By Neil Hilts on December 09, 2017

Carter Turnbull is playing in his third World Junior A Challenge and will be a leader both in the locker room and on the ice. Turnbull won a gold in 2015, but failed to get a medal with Team Canada West last year. (Chad Goddard/

In the 11-year history of the World Junior A Challenge (WJAC), Team Canada has four gold medals, with their last coming in 2015.

However, all four gold belong to the West, as the hockey-crazy host country gets two entries each year: Team Canada West and Team Canada East.

With the 12 WJAC kicking off on Sunday, Dec. 10 in Truro, N.S., both Canadian squads will be looking for gold, but Team East still needs their first.

In overall medal count, the West has eight – four golds, three silvers and a bronze. East has five silvers and one bronze for six total. For three of the wins by the West, they bested East in the final, giving them even more bragging rights over the cross-country counterparts.

On Dec. 5, Team Canada named the squads for the two teams vying for the medals in the six-team tournament. This year, the two Canucks lineups will battle the Czech Republic, Russia, Switzerland, and the United States.

Last year was a disappointment for the westcoasters as they failed to bring home any hardware. The team will have four players back again, including Carter Turnbull, playing in his third WJAC after capturing gold in 2015. Last year, Turnbull had four goals and eight points, good for a tie of third in tournament scoring.

Up front, one player to watch is Ross Armour from the Trail Smoke Eaters. He had been leading the British Columbia Hockey League (BCHL) in scoring up until he left for camp. Brett Stapley (Vernon), Ethan De Jong (Prince George), Brendan Budy (Langley) and Angus Crookshank (Langley) are all averaging more than a point-per-game in the BCHL, plus are NCAA D1 commits and will be looked upon to score.

Two 16-year-olds made the team: Harrison Blaisdell of the Chilliwack Chiefs (BCHL) and Dylan Holloway from the Okotoks Oilers (AJHL). Both are committed to big-time NCAA programs and are having strong debut years in Junior A. They should be locks to return next year as well.

On the backend, one of two Saskatchewan players, Levi Kleiboer, along with Penticton’s Jonny Tychonick are strong puck movers and offensively gifted, so they could be manning the point during the man advantage. Tychonick is also a highly-rated prospect for the upcoming NHL draft, so this tournament could improve his stock. Another Penticton blueliner, Ryan O’Connell, was a seventh round draft choice of the Toronto Maple Leafs last June.

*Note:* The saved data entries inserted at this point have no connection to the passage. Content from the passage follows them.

//! Per-IP admission control (§4.5): a live-connection counter per client
//! IP, bypassed for whitelisted CIDR ranges, plus the separate
//! `PLAY_WHITELIST` gate applied only to play/probe connections.
//!
//! Grounded on `original_source/ws-stream-server/server_ip_limit.go`'s
//! `AddIP`/`RemoveIP`/`isIPExempted` shape. That file's call site (and the
//! play-side `checkSessionCanPlay`) were not present in the retrieved
//! source, so the exact point of admission and the unset-`PLAY_WHITELIST`
//! default below follow §4.5's prose rather than a literal port: admission
//! is checked once per connection attempt before upgrade, and an unset
//! `PLAY_WHITELIST` is treated as unrestricted (every IP may play), by the
//! same permissive-unless-configured convention used for
//! `CONTROL_SECRET`/`EVENT_CALLBACK_URL` elsewhere in this system.

use std::net::IpAddr;
use std::sync::Arc;

use dashmap::DashMap;
use ipnet::IpNet;

/// A parsed `*`-or-CIDR-list whitelist, shared by `CONCURRENT_LIMIT_WHITELIST`
/// and `PLAY_WHITELIST`.
#[derive(Clone)]
pub struct CidrWhitelist {
    nets: Vec<IpNet>,
    allow_all: bool,
}

impl CidrWhitelist {
    pub fn parse(spec: &str) -> Self {
        let mut nets = Vec::new();
        let mut allow_all = false;
        for entry in spec.split(',').map(str::trim).filter(|s| !s.is_empty()) {
            if entry == "*" {
                allow_all = true;
                continue;
            }
            match entry.parse::<IpNet>() {
                Ok(net) => nets.push(net),
                Err(_) => match entry.parse::<IpAddr>() {
                    Ok(ip) => nets.push(IpNet::from(ip)),
                    Err(_) => tracing::warn!(entry, "ignoring unparseable whitelist entry"),
                },
            }
        }
        CidrWhitelist { nets, allow_all }
    }

    pub fn empty() -> Self {
        CidrWhitelist { nets: Vec::new(), allow_all: false }
    }

    pub fn contains(&self, ip: IpAddr) -> bool {
        self.allow_all || self.nets.iter().any(|net| net.contains(&ip))
    }
}

/// Releases an IP's admission slot when dropped, so a session task that
/// holds one can never forget to give it back, regardless of which exit
/// path it takes.
pub struct IpAdmission {
    limiter: Arc<IpLimiter>,
    ip: IpAddr,
}

impl Drop for IpAdmission {
    fn drop(&mut self) {
        self.limiter.release(self.ip);
    }
}

pub struct IpLimiter {
    limit: u32,
    whitelist: CidrWhitelist,
    counts: DashMap<IpAddr, u32>,
}

impl IpLimiter {
    pub fn new(limit: u32, whitelist: CidrWhitelist) -> Self {
        IpLimiter { limit, whitelist, counts: DashMap::new() }
    }

    /// Attempts to admit `ip`, returning a guard that releases the slot on
    /// drop. `None` means the per-IP limit is exceeded and the connection
    /// must be rejected before upgrade.
    pub fn admit(self: &Arc<Self>, ip: IpAddr) -> Option<IpAdmission> {
        if self.whitelist.contains(ip) {
            return Some(IpAdmission { limiter: self.clone(), ip });
        }

        let mut count = self.counts.entry(ip).or_insert(0);
        if *count >= self.limit {
            return None;
        }
        *count += 1;
        Some(IpAdmission { limiter: self.clone(), ip })
    }

    fn release(&self, ip: IpAddr) {
        if self.whitelist.contains(ip) {
            return;
        }
        if let Some(mut count) = self.counts.get_mut(&ip) {
            *count = count.saturating_sub(1);
            if *count == 0 {
                drop(count);
                self.counts.remove(&ip);
            }
        }
    }
}

#[cfg(test)]
mod tests {
    use super::*;

    fn ip(s: &str) -> IpAddr {
        s.parse().unwrap()
    }

    #[test]
    fn rejects_once_over_limit_and_recovers_on_release() {
        let limiter = Arc::new(IpLimiter::new(2, CidrWhitelist::empty()));
        let a = limiter.admit(ip("1.2.3.4")).unwrap();
        let b = limiter.admit(ip("1.2.3.4")).unwrap();
        assert!(limiter.admit(ip("1.2.3.4")).is_none());
        drop(a);
        assert!(limiter.admit(ip("1.2.3.4")).is_some());
        drop(b);
    }

    #[test]
    fn whitelisted_cidr_bypasses_the_limit() {
        let whitelist = CidrWhitelist::parse("10.0.0.0/8");
        let limiter = Arc::new(IpLimiter::new(1, whitelist));
        let _a = limiter.admit(ip("10.1.2.3")).unwrap();
        assert!(limiter.admit(ip("10.1.2.3")).is_some());
    }

    #[test]
    fn star_whitelists_every_ip() {
        let whitelist = CidrWhitelist::parse("*");
        assert!(whitelist.contains(ip("8.8.8.8")));
    }

    #[test]
    fn distinct_ips_have_independent_counters() {
        let limiter = Arc::new(IpLimiter::new(1, CidrWhitelist::empty()));
        let _a = limiter.admit(ip("1.1.1.1")).unwrap();
        assert!(limiter.admit(ip("2.2.2.2")).is_some());
    }
}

Both tenders come from the BCHL and Mitch Adamyk and Zachary Rose will likely compete for starts as neither has the clear advantage. Adamyk is one year older and played 25 games with Powell River last season, while the younger Rose is in his debut Junior A season with Victoria. Their save percentages are nearly the same. Adamyk at .917 and Rose at .916.

After falling 4-0 in the final to the Americans last year, the East is out for redemption. Five players return with valuable experience learned in the defeat: Finn Evans, Aidan Girduckis, Logan Johnston, Jack McBain, Tim Theocharidis.

McBain is the leading scorer of all players on East and is expected to be drafted in the first round of the 2018 NHL Draft. McBain has 38 points in 31 games and is committed to Boston College next year. Colin Doyle, a three-year Ontario Junior Hockey League (OJHL) veteran, is on pace for his best year and has 35 points in 30 games.

Watch for forwards Anthony Romano, the eighth overall pick in last year’s OHL U18 Priority Draft and prospect for 2019 NHL draft, along with Nick Campoli, selected in the sixth round of last year’s NHL draft by the Vegas Golden Knights.

Scoring from the blueline could be a strength for the East – Theocharidis is the second-highest scoring D-man in the Central Canada Hockey League (CCHL) with eight goals and 32 points in 34 games. Matthew Kellenberger is another high-scoring defender, with 30 points in 32 games starring with Oakville of the OJHL.

Several players have Major Junior experience as well: Ben Evans (60 games with Ottawa in 2016-17), Logan Johnston (90 games with Sherbrooke and Moncton) and Francis Thibeault (88 games with Acadie-Bathurst and Moncton).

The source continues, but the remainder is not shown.